WHAT THE TASK ASKS
Lines in which "Closed" appears should be pulled from the data below.

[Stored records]
────────

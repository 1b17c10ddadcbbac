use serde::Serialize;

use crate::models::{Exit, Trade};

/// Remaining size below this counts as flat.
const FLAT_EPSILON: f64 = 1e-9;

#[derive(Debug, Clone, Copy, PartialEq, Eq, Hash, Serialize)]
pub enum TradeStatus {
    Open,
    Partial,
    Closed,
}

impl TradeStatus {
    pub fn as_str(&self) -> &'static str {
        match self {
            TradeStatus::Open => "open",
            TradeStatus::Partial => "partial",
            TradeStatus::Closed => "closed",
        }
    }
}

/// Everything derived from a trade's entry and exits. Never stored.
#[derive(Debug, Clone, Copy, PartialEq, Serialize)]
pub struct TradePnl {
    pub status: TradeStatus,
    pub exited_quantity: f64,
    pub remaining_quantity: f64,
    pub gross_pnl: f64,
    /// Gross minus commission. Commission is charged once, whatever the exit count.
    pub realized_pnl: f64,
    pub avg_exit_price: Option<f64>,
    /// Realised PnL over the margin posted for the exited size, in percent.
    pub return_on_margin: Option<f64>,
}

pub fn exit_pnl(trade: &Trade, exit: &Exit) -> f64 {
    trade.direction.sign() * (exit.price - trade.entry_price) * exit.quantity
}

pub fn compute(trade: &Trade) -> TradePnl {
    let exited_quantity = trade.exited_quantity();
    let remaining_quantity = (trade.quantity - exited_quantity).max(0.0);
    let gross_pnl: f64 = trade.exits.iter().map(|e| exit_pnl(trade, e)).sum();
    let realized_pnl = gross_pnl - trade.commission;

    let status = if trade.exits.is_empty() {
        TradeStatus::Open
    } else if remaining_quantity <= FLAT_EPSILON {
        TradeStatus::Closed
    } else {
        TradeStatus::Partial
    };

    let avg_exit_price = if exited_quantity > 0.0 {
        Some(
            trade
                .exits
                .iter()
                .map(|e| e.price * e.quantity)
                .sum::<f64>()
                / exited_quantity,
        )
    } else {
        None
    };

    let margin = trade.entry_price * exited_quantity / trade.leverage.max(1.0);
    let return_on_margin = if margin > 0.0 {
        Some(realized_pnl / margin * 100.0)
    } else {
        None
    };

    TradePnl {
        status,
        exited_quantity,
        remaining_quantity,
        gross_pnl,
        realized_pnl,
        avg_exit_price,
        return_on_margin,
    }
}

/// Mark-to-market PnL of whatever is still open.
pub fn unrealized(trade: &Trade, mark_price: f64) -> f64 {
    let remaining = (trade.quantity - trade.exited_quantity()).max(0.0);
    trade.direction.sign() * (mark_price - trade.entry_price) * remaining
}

────────

THE COMPLETED TASK
    Closed,
            TradeStatus::Closed => "closed",
        TradeStatus::Closed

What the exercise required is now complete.